Monday 27 June 2011

AB-USING ZEN?

The Zen circle becomes a commercial graphic for Norton and a ‘wait’ or ‘busy’ countdown timer for BCC videos and for Google searches. No doubt it is appearing in other guises also. Is our culture happy to take anything and use it for its own advantage, remote from – and perhaps not even recognising or knowing - any original source and intent? Does it matter? As a timer, it replicates only the sweep of the hands over the analogue clock face, paying scant awareness of or care for any more subtle ancient references.


Many years ago Walter Gropius wrote a critical letter to the Architectural Review magazine after it had published the work of a British architectural firm that had blatantly used the ancient Minoan bulls horn sculptural form at Knossos for a fibreglass skylight over a company restaurant area. It appeared to be a full-scale replica. The comment of this giant of modernism was that one should never use ancient symbolic forms merely as a different or ‘interesting’ shape for another totally unrelated, mundane function. More sensitivity and respect were needed in these matters than was being displayed in this skylight. No other person seemed to take any notice of, or possibly noticed this plagiarism; or maybe even cared – just an old man who had changed the world and architectural education. His learning model remains unchallenged even in the newest schools of architecture that, in spite of Gropius's obvious interest in and concern for things ancient, still brush these things aside as meaningless as they encourage the unique and different possibilities of the digital world as they beleive the Bauhaus might have. It is astonishing that no better educational model can be envisaged.

Perhaps the Gropius words need to be restated today in our era that concentrates so much on smart, different visual forms alone, rarely showing any interest in the meanings or sacred origins of anything. Religion is poo-hooed as an opiate of the masses, while other Marxist concepts seem to be pushed aside or mocked. It looks like a pick and choose mentality - whatever might be useful. Sadly, it appears that only ‘ME’ as self-expression is considered important – whatever this might be. Someone has to speak up because our professions seem to prefer silence to anything that might be critical of its shallow practices. Of course, here the critique is made of the graphic design profession, an industry that probably uses things ancient and meaningful most frequently and in the most rudely meaningless manner for the most crass and commercial of purposes. ‘For what should it profit a man . .’ comes to mind as everything becomes available for ‘ME’ to manipulate and to sell in order to prompt ever more sales.

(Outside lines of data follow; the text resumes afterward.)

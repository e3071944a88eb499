//! # SQLite Pool
//!
//! One SQLite file is the shared state of every API instance. The pool is
//! configured so that this file, not process memory, is what serializes
//! ticket sales.
//!
//! ## Writers and the Oversell Guarantee
//! ```text
//!  POST /orders (A) ── BEGIN ── INSERT orders ─┐  writer lock held by A
//!  POST /orders (B) ── BEGIN ── INSERT orders ─┼─ waits (busy_timeout)
//!  GET  /queues/…   ── SELECT ─────────────────┘  WAL: never waits
//!                                               │
//!  A: UPDATE zones … WHERE purchased + q <= capacity ── COMMIT
//!  B: acquires the lock, sees A's commit, its guarded UPDATE matches 0 rows
//! ```
//!
//! SQLite admits one writer at a time per file. Order and confirmation
//! transactions write before they read, so each one takes the writer lock at
//! its first statement and every later read sees all earlier commits. WAL
//! journaling keeps position polls and pricing reads off that lock.
//!
//! `busy_timeout` is how long a writer queues behind another before SQLite
//! returns `database is locked`. It bounds the worst-case latency of a
//! placement during an on-sale burst; too short and contenders fail instead
//! of queuing.

use sqlx::sqlite::{SqliteConnectOptions, SqliteJournalMode, SqlitePoolOptions, SqliteSynchronous};
use sqlx::SqlitePool;
use std::path::PathBuf;
use std::str::FromStr;
use std::time::Duration;
use tracing::{debug, info};

use crate::error::{DbError, DbResult};
use crate::migrations;
use crate::repository::catalog::CatalogRepository;
use crate::repository::order::OrderRepository;
use crate::repository::points::PointsRepository;
use crate::repository::queue::QueueRepository;

/// Pool settings for one SQLite file.
///
/// ```rust,ignore
/// let config = DbConfig::new("/var/lib/taquilla/taquilla.db").max_connections(8);
/// ```
#[derive(Debug, Clone)]
pub struct DbConfig {
    pub database_path: PathBuf,

    /// Concurrent requests served from this instance. Writes still go one at
    /// a time. Default: 5
    pub max_connections: u32,

    /// How long a request waits for a free connection. Default: 30 seconds
    pub acquire_timeout: Duration,

    /// Default: 5 seconds
    pub busy_timeout: Duration,

    /// `None` keeps idle connections open. Default: 10 minutes
    pub idle_timeout: Option<Duration>,
}

impl DbConfig {
    /// File-backed configuration; the file is created on first open.
    pub fn new(path: impl Into<PathBuf>) -> Self {
        DbConfig {
            database_path: path.into(),
            max_connections: 5,
            acquire_timeout: Duration::from_secs(30),
            busy_timeout: Duration::from_secs(5),
            idle_timeout: Some(Duration::from_secs(600)),
        }
    }

    pub fn max_connections(mut self, max: u32) -> Self {
        self.max_connections = max;
        self
    }

    pub fn busy_timeout(mut self, timeout: Duration) -> Self {
        self.busy_timeout = timeout;
        self
    }

    /// A private in-memory database for tests.
    ///
    /// Each `:memory:` connection is its own database, so the pool is pinned
    /// to one connection that never idles out.
    pub fn in_memory() -> Self {
        DbConfig {
            database_path: PathBuf::from(":memory:"),
            max_connections: 1,
            acquire_timeout: Duration::from_secs(5),
            busy_timeout: Duration::from_secs(5),
            idle_timeout: None,
        }
    }
}

/// Handle to the ticketing database. Clones share one pool.
///
/// ```rust,ignore
/// let db = Database::new(DbConfig::new("taquilla.db")).await?;
/// let zones = db.catalog().zones_for_event("evt-1").await?;
/// ```
#[derive(Debug, Clone)]
pub struct Database {
    pub(crate) pool: SqlitePool,
}

impl Database {
    /// Opens (or creates) the database and applies pending migrations.
    pub async fn new(config: DbConfig) -> DbResult<Self> {
        info!(
            path = %config.database_path.display(),
            max_connections = config.max_connections,
            busy_timeout_ms = config.busy_timeout.as_millis() as u64,
            "Opening ticketing database"
        );

        let connect_url = format!("sqlite://{}?mode=rwc", config.database_path.display());

        let connect_options = SqliteConnectOptions::from_str(&connect_url)
            .map_err(|e| DbError::ConnectionFailed(e.to_string()))?
            .journal_mode(SqliteJournalMode::Wal)
            // A crash may lose the last commit but never tears one
            .synchronous(SqliteSynchronous::Normal)
            .foreign_keys(true)
            .busy_timeout(config.busy_timeout)
            .create_if_missing(true);

        let pool = SqlitePoolOptions::new()
            .max_connections(config.max_connections)
            .min_connections(1)
            .acquire_timeout(config.acquire_timeout)
            .idle_timeout(config.idle_timeout)
            .connect_with(connect_options)
            .await
            .map_err(|e| DbError::ConnectionFailed(e.to_string()))?;

        debug!("Pool connected, applying migrations");
        migrations::run_migrations(&pool).await?;

        Ok(Database { pool })
    }

    /// Queues and turns.
    pub fn queues(&self) -> QueueRepository {
        QueueRepository::new(self.pool.clone())
    }

    /// Events, zones and tariffs.
    pub fn catalog(&self) -> CatalogRepository {
        CatalogRepository::new(self.pool.clone())
    }

    /// Orders, lines and the placement/confirmation transaction.
    pub fn orders(&self) -> OrderRepository {
        OrderRepository::new(self.pool.clone())
    }

    pub fn points(&self) -> PointsRepository {
        PointsRepository::new(self.pool.clone())
    }

    /// Closes the pool after the HTTP server has drained.
    pub async fn close(&self) {
        info!("Closing ticketing database");
        self.pool.close().await;
    }

    /// `SELECT 1` round trip, reported by `GET /health`.
    pub async fn health_check(&self) -> bool {
        sqlx::query("SELECT 1").execute(&self.pool).await.is_ok()
    }
}

#[cfg(test)]
mod tests {
    use super::*;

    #[tokio::test]
    async fn test_in_memory_database() {
        let db = Database::new(DbConfig::in_memory()).await.unwrap();
        assert!(db.health_check().await);

        db.close().await;
        assert!(!db.health_check().await);
    }

    #[tokio::test]
    async fn test_file_database_uses_wal() {
        let dir = tempfile::tempdir().unwrap();
        let db = Database::new(DbConfig::new(dir.path().join("wal.db")).max_connections(2))
            .await
            .unwrap();

        let mode: String = sqlx::query_scalar("PRAGMA journal_mode")
            .fetch_one(&db.pool)
            .await
            .unwrap();
        assert_eq!(mode.to_lowercase(), "wal");

        db.close().await;
    }

    #[test]
    fn test_config_builder() {
        let config = DbConfig::new("/tmp/test.db")
            .max_connections(10)
            .busy_timeout(Duration::from_secs(1));

        assert_eq!(config.max_connections, 10);
        assert_eq!(config.busy_timeout, Duration::from_secs(1));
        assert_eq!(DbConfig::in_memory().max_connections, 1);
        assert!(DbConfig::in_memory().idle_timeout.is_none());
    }
}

For those feeling a little more modest and who might be concerned about this abuse, Wikipedia can help by telling us about Ensō, the Japanese word meaning "circle" - a concept strongly associated with Zen:

 Ensō is one of the most common subjects of Japanese calligraphy even though it is a symbol and not a character. It symbolizes the Absolute, enlightenment, strength, elegance, the Universe, and the void; it can also symbolize the Japanese aesthetic itself. As an "expression of the moment" it is often considered a form of minimalist expressionist art.

In Zen Buddhist painting, ensō symbolizes a moment when the mind is free to simply let the body/spirit create. The brushed ink of the circle is usually done on silk or rice paper in one movement (but the great Bankei used two strokes sometimes) and there is no possibility of modification: it shows the expressive movement of the spirit at that time. Zen Buddhists "believe that the character of the artist is fully exposed in how she or he draws an ensō. Only a person who is mentally and spiritually complete can draw a true ensō. Some artists will practice drawing an ensō daily, as a kind of spiritual exercise."

Some artists paint ensō with an opening in the circle, while others complete the circle. For the former, the opening may express various ideas, for example that the ensō is not separate, but is part of something greater, or that imperfection is an essential and inherent aspect of existence (see also the idea of broken symmetry). The principle of controlling the balance of composition through asymmetry and irregularity is an important aspect of the Japanese aesthetic: Fukinsei, the denial of perfection.

The ensō is also a sacred symbol in the Zen school of Buddhism, and is often used by Zen masters as a form of signature in their religious artwork. For more on the philosophy behind this see Hitsuzendo, the Way of the Brush or Zen Calligraph.

AND


"Horns of Consecration" is an expression coined by Sir Arthur Evans to describe the symbol, ubiquitous in Minoan civilization, that represents the horns of the sacred bull: Sir Arthur Evans concluded, after noting numerous examples in Minoan and Mycenaean contexts, that the Horns of Consecration were "a more or less conventionalised article of ritual furniture derived from the actual horns of the sacrificial oxen" The much-photographed poros limestone horns of consecration on the East Propyleia at Knossos are restorations, but horns of consecration in stone or clay were placed on the roofs of buildings in Neopalatial Crete, or on tombs or shrines, probably as signs of sanctity of the structure. The symbol also appears on Minoan seals, often accompanied by double axes and bucrania, which are part of the iconography of Minoan bull sacrifice. Horns of consecration are among the cultic images painted on the Minoan coffins called larnakes, sometimes in isolation; they may have flowers between the horns, or the labrys.